You may need to install lsof. To do this type:
$ sudo apt-get install lsof
* Using lsof, what IPv4 services are listening on your machine?
* Using netstat, what IPv4 and IPv6 services are listening on your machine?
2. tcpdump and tshark
---------------------
First we need to install both these programs:
$ sudo apt-get install tcpdump tshark
Use tcpdump like this:
$ sudo tcpdump -i lo -A -s1500 -w /tmp/tcpdump.log
Now, generate some traffic on your lo interface in another terminal.
For example:
$ ping localhost
$ ssh localhost
etc.
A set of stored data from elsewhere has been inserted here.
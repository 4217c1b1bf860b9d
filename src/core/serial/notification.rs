//! Device output handling for the coin dispenser
//! This module reads the line-delimited output of the dispenser. Lines are
//! only logged; the end of the stream or a read error is reported to the
//! connection manager as a link event.

use futures_util::StreamExt;
use log::{debug, error, info, warn};
use tokio::io::AsyncRead;
use tokio::task::JoinHandle;
use tokio_util::bytes::{Bytes, BytesMut};
use tokio_util::codec::{AnyDelimiterCodec, AnyDelimiterCodecError, Decoder, FramedRead};
use tokio_util::sync::CancellationToken;

use crate::core::serial::transport::LinkEventSender;

/// Longest line accepted from the device
const MAX_LINE_LENGTH: usize = 1024;

/// Newline framing for device output. A line over [`MAX_LINE_LENGTH`] is
/// dropped with a warning and reading carries on with the next line.
struct DeviceLineCodec {
    inner: AnyDelimiterCodec,
}

impl DeviceLineCodec {
    fn new() -> Self {
        Self {
            inner: AnyDelimiterCodec::new_with_max_length(b"\n".to_vec(), Vec::new(), MAX_LINE_LENGTH),
        }
    }

    fn warn_overlong() {
        warn!(
            "Discarding device output line longer than {} bytes",
            MAX_LINE_LENGTH
        );
    }
}

impl Decoder for DeviceLineCodec {
    type Item = Bytes;
    type Error = AnyDelimiterCodecError;

    fn decode(&mut self, buf: &mut BytesMut) -> Result<Option<Bytes>, Self::Error> {
        loop {
            // After the error the inner codec skips to the next delimiter
            match self.inner.decode(buf) {
                Err(AnyDelimiterCodecError::MaxChunkLengthExceeded) => Self::warn_overlong(),
                other => return other,
            }
        }
    }

    fn decode_eof(&mut self, buf: &mut BytesMut) -> Result<Option<Bytes>, Self::Error> {
        loop {
            match self.inner.decode_eof(buf) {
                Err(AnyDelimiterCodecError::MaxChunkLengthExceeded) => Self::warn_overlong(),
                other => return other,
            }
        }
    }
}

/// Reads device output for one open link
pub struct DeviceOutputHandler;

impl DeviceOutputHandler {
    /// Spawn a task that logs device output until the link ends or `cancel` fires.
    /// Cancellation is silent; the owner is closing the link itself.
    pub fn spawn<R>(reader: R, events: LinkEventSender, cancel: CancellationToken) -> JoinHandle<()>
    where
        R: AsyncRead + Send + Unpin + 'static,
    {
        tokio::spawn(async move {
            Self::process_output(reader, events, cancel).await;
        })
    }

    async fn process_output<R>(reader: R, events: LinkEventSender, cancel: CancellationToken)
    where
        R: AsyncRead + Send + Unpin,
    {
        debug!("Listening for device output...");
        let mut lines = FramedRead::new(reader, DeviceLineCodec::new());

        loop {
            tokio::select! {
                _ = cancel.cancelled() => {
                    debug!("Device output reader cancelled");
                    return;
                }
                next = lines.next() => match next {
                    Some(Ok(line)) => {
                        let line = String::from_utf8_lossy(&line);
                        let line = line.trim();
                        if !line.is_empty() {
                            info!("device: {}", line);
                        }
                    }
                    Some(Err(e)) => {
                        error!("Error reading device output: {}", e);
                        events.error(e.to_string());
                        return;
                    }
                    None => {
                        info!("Device output stream ended");
                        events.closed(Some("end of stream".to_string()));
                        return;
                    }
                }
            }
        }
    }
}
Afterwords press CTRL-C to terminate the tcpdump session.
Note: ssh generates much more "interesting" output. Now let's read the
output from tcpdump using tshark:
$ sudo tshark -r /tmp/tcpdump.log | less
What do you see? Can you follow the SSH session you initiated earlier?
Next we'll use ftp. First we need to install an ftp client:
$ sudo apt-get install ftp
Now try something like this:
$ sudo rm /tmp/tcpdump.log
$ sudo tcpdump -i eth0 -A -s1500 -w /tmp/tcpdump.log
In another terminal do:
$ ftp limestone.uoregon.edu
Connected to limestone.uoregon.edu.
220 FTP Server ready.
Name (limestone.uoregon.edu:sysadmin): anonymous
Password:
ftp> exit
End the tcpdump session in the other terminal (CTRL-C). Now view the
contents of the log file:
$ sudo tshark -r /tmp/tcpdump.log | less
Can you see your password? If you have a lot of traffic on your network, then
the tcpdump.log file may be fairly large. You can search for your FTP session
by typing:
"/FTP"
in the output screen. Since you piped your shark command output to the "less"
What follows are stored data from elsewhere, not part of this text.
use bs_core::errors::FitError;
use bs_store::Event;
use rstest::*;
use tracing_test::traced_test;

use super::{
    dom,
    events,
};
use crate::config::{
    FallbackPolicy,
    FitConfig,
};
use crate::fitter::*;
use crate::weibull::WeibullParams;

#[fixture]
fn log() -> Vec<Event> {
    events(&[
        (0.0, "https://a.com/"),
        (4.0, "https://a.com/x"),
        (10.0, "https://b.com/"),
        (25.0, "https://a.com/"),
        (27.0, "https://a.com/y"),
        (30.0, "https://a.com/z"),
        (45.0, "https://c.com/"),
        (50.0, "https://c.com/p"),
    ])
}

fn approx(got: &[f64], want: &[f64]) -> bool {
    got.len() == want.len() && got.iter().zip(want).all(|(g, w)| (g - w).abs() < 1e-9)
}

#[rstest]
fn test_samples_from_events(log: Vec<Event>) {
    let samples = DwellSamples::from_events(&log);

    assert!(approx(samples.get(&dom("a"), DwellLevel::Domain), &[10.0, 20.0]));
    assert!(approx(samples.get(&dom("b"), DwellLevel::Domain), &[15.0]));
    assert!(samples.get(&dom("c"), DwellLevel::Domain).is_empty());

    assert!(approx(samples.get(&dom("a"), DwellLevel::Route), &[4.0, 2.0, 3.0]));
    assert!(samples.get(&dom("b"), DwellLevel::Route).is_empty());
    assert!(approx(samples.get(&dom("c"), DwellLevel::Route), &[5.0]));

    assert_eq!(samples.domains().collect::<Vec<_>>(), [&dom("a"), &dom("b"), &dom("c")]);
    assert_eq!(samples.pooled(DwellLevel::Domain).len(), 3);
    assert_eq!(samples.pooled(DwellLevel::Route).len(), 4);
}

#[rstest]
fn test_fit_exclude(log: Vec<Event>) {
    let config = FitConfig::default().fallback(FallbackPolicy::Exclude);
    let report = DwellModels::fit(&DwellSamples::from_events(&log), &config);

    assert_eq!(report.models.domains().collect::<Vec<_>>(), [&dom("a")]);
    assert!(!report.models.contains(&dom("b")));

    let failed: Vec<_> = report.failures.iter().map(|f| (f.domain.clone(), f.level, f.error.clone(), f.pooled)).collect();
    assert_eq!(
        failed,
        [
            (dom("b"), DwellLevel::Domain, FitError::InsufficientSamples { found: 1, need: 2 }, false),
            (dom("b"), DwellLevel::Route, FitError::EmptySample, false),
            (dom("c"), DwellLevel::Domain, FitError::EmptySample, false),
            (dom("c"), DwellLevel::Route, FitError::InsufficientSamples { found: 1, need: 2 }, false),
        ]
    );
}

#[rstest]
#[traced_test]
fn test_fit_failures_are_logged(log: Vec<Event>) {
    let config = FitConfig::default().fallback(FallbackPolicy::Exclude);
    let report = DwellModels::fit(&DwellSamples::from_events(&log), &config);

    assert_eq!(report.models.len(), 1);
    assert!(logs_contain("https://b.com domain fit failed"));
    assert!(logs_contain("https://c.com route fit failed"));
}

#[rstest]
fn test_fit_pooled(log: Vec<Event>) {
    let samples = DwellSamples::from_events(&log);
    let config = FitConfig::default();
    let report = DwellModels::fit(&samples, &config);

    assert_eq!(report.models.len(), 3);
    assert_eq!(report.failures.len(), 4);
    assert!(report.failures.iter().all(|f| f.pooled));

    let pooled_domain = WeibullParams::fit(&samples.pooled(DwellLevel::Domain), &config).unwrap();
    let own_a = WeibullParams::fit(samples.get(&dom("a"), DwellLevel::Domain), &config).unwrap();
    assert_eq!(report.models.get(&dom("b")).unwrap().domain, pooled_domain);
    assert_eq!(report.models.get(&dom("a")).unwrap().domain, own_a);
}

#[rstest]
fn test_fit_is_deterministic(log: Vec<Event>) {
    let samples = DwellSamples::from_events(&log);
    let config = FitConfig::default();
    assert_eq!(DwellModels::fit(&samples, &config), DwellModels::fit(&samples, &config));
}

#[rstest]
fn test_fit_empty() {
    let report = DwellModels::fit(&DwellSamples::default(), &FitConfig::default());
    assert!(report.models.is_empty());
    assert!(report.failures.is_empty());
}

#[rstest]
fn test_failure_display() {
    let failure = FitFailure {
        domain: dom("b"),
        level: DwellLevel::Route,
        error: FitError::EmptySample,
        pooled: false,
    };
    assert_eq!(
        failure.to_string(),
        "https://b.com route fit failed (sample contains no usable (positive, finite) durations), excluded"
    );
}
command using the "/" to search for strings works. Now press the "n" key for
"n"ext to follow the FTP session. You should see a line with the string:
"FTP Request: PASS PasswordYouTypedIn"
Sniffing unencrypted passwords on wireless lans is very easy with a tool like
this.
Rememer to clean up after yourself:
$ rm /tmp/tcpdump.log
3. Using iperf
--------------
First we need to install iperf:
$ sudo apt-get install iperf
Use "man iperf" or "iperf -h" for help.
Ask your neighbor to run:
$ iperf -s
Connect to your neighbor's machine using:
$ iperf -c ipNeighbor
How much throughput is there between your machines? You can repeat this
exercise with any remote machine where iperf is installed and you have
an account. This is a quick way to see what bandwidth looks like between
two points.
To stop the iperf server where you ran "iperf -s" press CTRL-c.
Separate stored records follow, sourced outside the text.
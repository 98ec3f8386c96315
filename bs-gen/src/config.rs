//! Tunables for fitting and simulation, loadable from a YAML file.
//!
//! Every field has a default, so a config file only needs to mention what it changes:
//!
//! ```yaml
//! fit:
//!   min_samples: 5
//!   fallback: exclude
//! simulation:
//!   visits: 50
//!   seed: 1234
//! ```
use std::path::Path;
use std::time::Duration;

use anyhow::{
    bail,
    Context,
};
use clap::ValueEnum;
use derive_setters::Setters;
use serde::{
    Deserialize,
    Serialize,
};

/// What to do with a domain whose dwell-time sample can't be fitted.
#[derive(Clone, Copy, Debug, Default, PartialEq, Eq, Serialize, Deserialize, ValueEnum)]
#[serde(rename_all = "snake_case")]
pub enum FallbackPolicy {
    /// Drop the domain from the simulatable set.
    Exclude,
    /// Use the distribution fitted to all domains' samples at the same level.
    #[default]
    Pooled,
}

/// Settings for the Weibull maximum-likelihood fits.
#[derive(Clone, Debug, PartialEq, Serialize, Deserialize, Setters)]
#[serde(default)]
pub struct FitConfig {
    /// Smallest number of usable durations a fit will accept.
    pub min_samples: usize,
    /// Newton/bisection iterations allowed before giving up on the shape estimate.
    pub max_iterations: usize,
    /// Relative step size at which the shape estimate counts as converged.
    pub tolerance: f64,
    /// Handling of domains whose fit fails.
    pub fallback: FallbackPolicy,
}

impl Default for FitConfig {
    fn default() -> Self {
        Self {
            min_samples: 2,
            max_iterations: 200,
            tolerance: 1e-10,
            fallback: FallbackPolicy::default(),
        }
    }
}

/// Settings for a single simulated session.
#[derive(Clone, Debug, PartialEq, Serialize, Deserialize, Setters)]
#[serde(default)]
pub struct SimulationConfig {
    /// Number of domain visits per session.
    pub visits: usize,
    /// Upper bound on route-interval draws inside one visit.
    pub max_route_events_per_visit: usize,
    /// Seed for the random generator; drawn at random when absent.
    #[setters(strip_option)]
    pub seed: Option<u64>,
    /// Wall-clock budget for one session, in seconds.
    #[setters(strip_option)]
    pub deadline_secs: Option<f64>,
}

impl SimulationConfig {
    /// The session deadline, rejecting negative, infinite or NaN `deadline_secs`.
    pub fn deadline(&self) -> anyhow::Result<Option<Duration>> {
        let Some(secs) = self.deadline_secs else {
            return Ok(None);
        };
        match Duration::try_from_secs_f64(secs) {
            Ok(deadline) => Ok(Some(deadline)),
            Err(_) => bail!("deadline_secs must be a finite, non-negative number of seconds, got {secs}"),
        }
    }
}

impl Default for SimulationConfig {
    fn default() -> Self {
        Self {
            visits: 10,
            max_route_events_per_visit: 10_000,
            seed: None,
            deadline_secs: None,
        }
    }
}

/// Top-level configuration file layout.
#[derive(Clone, Debug, Default, PartialEq, Serialize, Deserialize)]
#[serde(default)]
pub struct GenConfig {
    /// Fitting settings.
    pub fit: FitConfig,
    /// Simulation settings.
    pub simulation: SimulationConfig,
}

impl GenConfig {
    /// Read a YAML config file.
    pub fn from_file(path: &Path) -> anyhow::Result<Self> {
        let contents = std::fs::read_to_string(path).with_context(|| format!("reading config {}", path.display()))?;
        let config: Self =
            serde_yaml::from_str(&contents).with_context(|| format!("parsing config {}", path.display()))?;
        config.validate().with_context(|| format!("validating config {}", path.display()))?;
        Ok(config)
    }

    /// Check values that deserialize fine but can't be used.
    pub fn validate(&self) -> anyhow::Result<()> {
        self.simulation.deadline()?;
        Ok(())
    }
}
//! Base-domain identifiers.
//!
//! A [`Domain`] is the `scheme://host[:port]` prefix of an `http` or `https` URL, lowercased. Path,
//! query and fragment are stripped, so every page on a site maps to the same identifier.
use std::fmt;
use std::str::FromStr;

use lazy_static::lazy_static;
use regex::Regex;
use serde::{
    Deserialize,
    Serialize,
};

use crate::errors::ParseError;

lazy_static! {
    static ref BASE_URL_RE: Regex = Regex::new(r"(?i)^(https?://[^/?#\s]+)").unwrap();
}

/// A lowercased `scheme://host[:port]`, e.g. `https://example.com`.  Ordered by its string form.
#[derive(Clone, Debug, Hash, PartialEq, Eq, PartialOrd, Ord, Serialize, Deserialize)]
#[serde(transparent)]
pub struct Domain(String);

impl Domain {
    /// Extract the base domain from a URL, or `None` if it isn't an `http(s)://host...` URL.
    pub fn from_url(url: &str) -> Option<Domain> {
        BASE_URL_RE
            .captures(url.trim())
            .and_then(|caps| caps.get(1))
            .map(|m| Domain(m.as_str().to_lowercase()))
    }

    /// The identifier as a string slice.
    pub fn as_str(&self) -> &str {
        &self.0
    }
}

impl FromStr for Domain {
    type Err = ParseError;

    fn from_str(s: &str) -> Result<Self, Self::Err> {
        Domain::from_url(s).ok_or_else(|| ParseError::InvalidUrl(s.into()))
    }
}

impl fmt::Display for Domain {
    fn fmt(&self, f: &mut fmt::Formatter<'_>) -> fmt::Result {
        f.write_str(&self.0)
    }
}

impl AsRef<str> for Domain {
    fn as_ref(&self) -> &str {
        &self.0
    }
}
If you have time continue playing with iperf options. If you have a
remote PC running UNIX or Linux you might want to try installing iperf
and testing your connection from the workshop lab to your remote
machine.
Some more things to try...
* Test TCP using various window sizes (-2).
* Verify TCP MSS (-m). How does this affect throughput? What is
Path MTU discovery?
* Test with two parallel threads (-P) and compare the totals. Is
there any difference? Why?
* Test with different packet sizes and the TCP_NODELAY (-N) option.